Filet FILT exclusivité Trésors Publics, Nicolas Barbero et Antoine Bourassin © Marie Genin_FeuilletonsFilet FILT exclusivité Trésors Publics, Nicolas Barbero et Antoine Bourassin © Marie Genin_Feuilletons

La belle histoire de la semaine
Trésors Publics. Collecte miraculeuse  

Le Grand Tour, en vogue aux XVIIe et XVIIIe siècles en Europe, réunissait esthètes et artistes dans un voyage initiatique aux sources de l’art de leur temps – en particulier, en Italie – notion que l’on connaît aujourd’hui sous sa forme hélas massive et dévoyée de tourisme en short. Le Tour de France, dans sa version pédestre s’entend, qualifie l’itinérance qu’exige la formation des apprentis artisans dans la perspective du compagnonnage et dont la tradition remonterait selon l’Ancien Testament à l’édification du Temple de Salomon.
Il y a un peu de ces deux tours dans celui qu’accomplissent chaque année depuis 2017, qu’il vente ou qu’il neige, Antoine Bourassin et Nicolas Barbero. Emmitouflés de la tête aux pieds (nous sommes en janvier), les deux azuréens partent sillonner les nationales, départementales et autres chemins vicinaux de France et de Navarre (pendant que d’autres partent skier) à la rencontre des savoir-faire ancestraux et des ateliers qui les perpétuent contre vents économiques et marées délocalisatrices. Croisière en terra souvent incognita, croisade pour le fabriqué en France, leur scrupuleuse exploration de contrées souvent arides (malgré leur abondante pluviométrie) les voit parfois atteindre le Bout du Monde ou le Creux de l’Enfer (c’est à Thiers, dans le Puy-de-Dôme, vous pouvez vérifier), sans que leur détermination ne soit en rien entamée. Et de la détermination, il leur en faut. Pour convaincre des manufactures centenaires de leur livrer quelques pièces de leur parcimonieuse production, braver l’obscurité, voire l’hostilité de maisons à l’heure crépusculaire, jalouses de leurs secrets de fabrication, ou simplement, garder patience lorsque ladite maison ne compte plus que quelques âmes et doit parer au plus pressé.

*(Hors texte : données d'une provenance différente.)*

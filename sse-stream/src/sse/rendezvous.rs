//! Zero-capacity hand-off between one producer role and one consumer.
//!
//! [`Sender::send`] completes only after the receiving side has taken the
//! value and acknowledged it, so a producer is paced by its consumer rather
//! than by free buffer space. Tokio channels cannot have zero capacity; the
//! hand-off pairs a single-slot channel with a oneshot acknowledgement per
//! value.

use std::fmt;
use tokio::sync::{mpsc, oneshot};

/// The other end of the hand-off is gone.
#[derive(Debug, Clone, Copy, PartialEq, Eq, thiserror::Error)]
#[error("rendezvous peer closed")]
pub struct Closed;

/// Create a linked sender/receiver pair.
#[must_use]
pub fn channel<T>() -> (Sender<T>, Receiver<T>) {
    let (tx, rx) = mpsc::channel(1);
    (Sender { tx }, Receiver { rx })
}

type Envelope<T> = (T, oneshot::Sender<()>);

/// Producing end of a hand-off.
pub struct Sender<T> {
    tx: mpsc::Sender<Envelope<T>>,
}

impl<T> Sender<T> {
    /// Hand `value` over and wait until the receiver acknowledges it.
    ///
    /// Fails with [`Closed`] when the receiver is dropped or closed, or when
    /// it drops the delivery without acknowledging.
    pub async fn send(&self, value: T) -> Result<(), Closed> {
        let (ack_tx, ack_rx) = oneshot::channel();
        self.tx.send((value, ack_tx)).await.map_err(|_| Closed)?;
        ack_rx.await.map_err(|_| Closed)
    }

    /// Whether the receiving side has gone away.
    #[must_use]
    pub fn is_closed(&self) -> bool {
        self.tx.is_closed()
    }
}

impl<T> Clone for Sender<T> {
    fn clone(&self) -> Self {
        Self {
            tx: self.tx.clone(),
        }
    }
}

impl<T> fmt::Debug for Sender<T> {
    fn fmt(&self, f: &mut fmt::Formatter<'_>) -> fmt::Result {
        f.debug_struct("Sender")
            .field("closed", &self.is_closed())
            .finish()
    }
}

/// Consuming end of a hand-off.
pub struct Receiver<T> {
    rx: mpsc::Receiver<Envelope<T>>,
}

impl<T> Receiver<T> {
    /// Wait for the next value. Returns `None` once every sender is dropped.
    pub async fn recv(&mut self) -> Option<Delivery<T>> {
        self.rx
            .recv()
            .await
            .map(|(value, ack)| Delivery { value, ack })
    }

    /// Take a value if one is already waiting.
    pub fn try_recv(&mut self) -> Option<Delivery<T>> {
        self.rx
            .try_recv()
            .ok()
            .map(|(value, ack)| Delivery { value, ack })
    }

    /// Stop accepting values. New sends fail right away; a value already
    /// queued can still be received, and its sender fails if the delivery is
    /// dropped without an ack.
    pub fn close(&mut self) {
        self.rx.close();
    }
}

impl<T> fmt::Debug for Receiver<T> {
    fn fmt(&self, f: &mut fmt::Formatter<'_>) -> fmt::Result {
        f.debug_struct("Receiver").finish_non_exhaustive()
    }
}

/// A value taken from a [`Receiver`] whose sender is still waiting.
///
/// The sender is released by [`Delivery::ack`]. Dropping the delivery
/// without acknowledging makes the sender's `send` fail with [`Closed`].
pub struct Delivery<T> {
    value: T,
    ack: oneshot::Sender<()>,
}

impl<T> Delivery<T> {
    /// Borrow the delivered value without releasing the sender.
    #[must_use]
    pub fn get(&self) -> &T {
        &self.value
    }

    /// Release the sender and take the value.
    pub fn ack(self) -> T {
        // The sender may have given up waiting; nothing to do then.
        let _ = self.ack.send(());
        self.value
    }
}

impl<T: fmt::Debug> fmt::Debug for Delivery<T> {
    fn fmt(&self, f: &mut fmt::Formatter<'_>) -> fmt::Result {
        f.debug_struct("Delivery")
            .field("value", &self.value)
            .finish_non_exhaustive()
    }
}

Mais, qu’on se rassure, leurs efforts sont récompensés. En témoigne la nouvelle adresse de leur très justement nommé Trésors Publics. Un lieu d’histoire comme Nice en compte peu et dont les espaces mettent en majesté la miraculeuse collecte d’Antoine et Nicolas. Exclusivement composée d’objets familiers, qui peuplent la mémoire collective ou n’attendent que d’y retrouver leur place, fabriqués en France suivant une forme indépassable, une technique et un savoir-faire immuables. Une collection enchanteresse du quotidien auquel elle confère la patine d’un charme intemporel. Art de la table, coutellerie, jeux, objets usuels ou décoratifs, savons, bougies et parfums, textile, tout participe à la joyeuse composition d’un idéal de vie contemporain. Car, si ces objets ont traversé le temps sans disparaître ni prendre une ride, c’est sans doute qu’ils sont supérieurs à ceux que produit aujourd’hui l’industrie de masse apatride.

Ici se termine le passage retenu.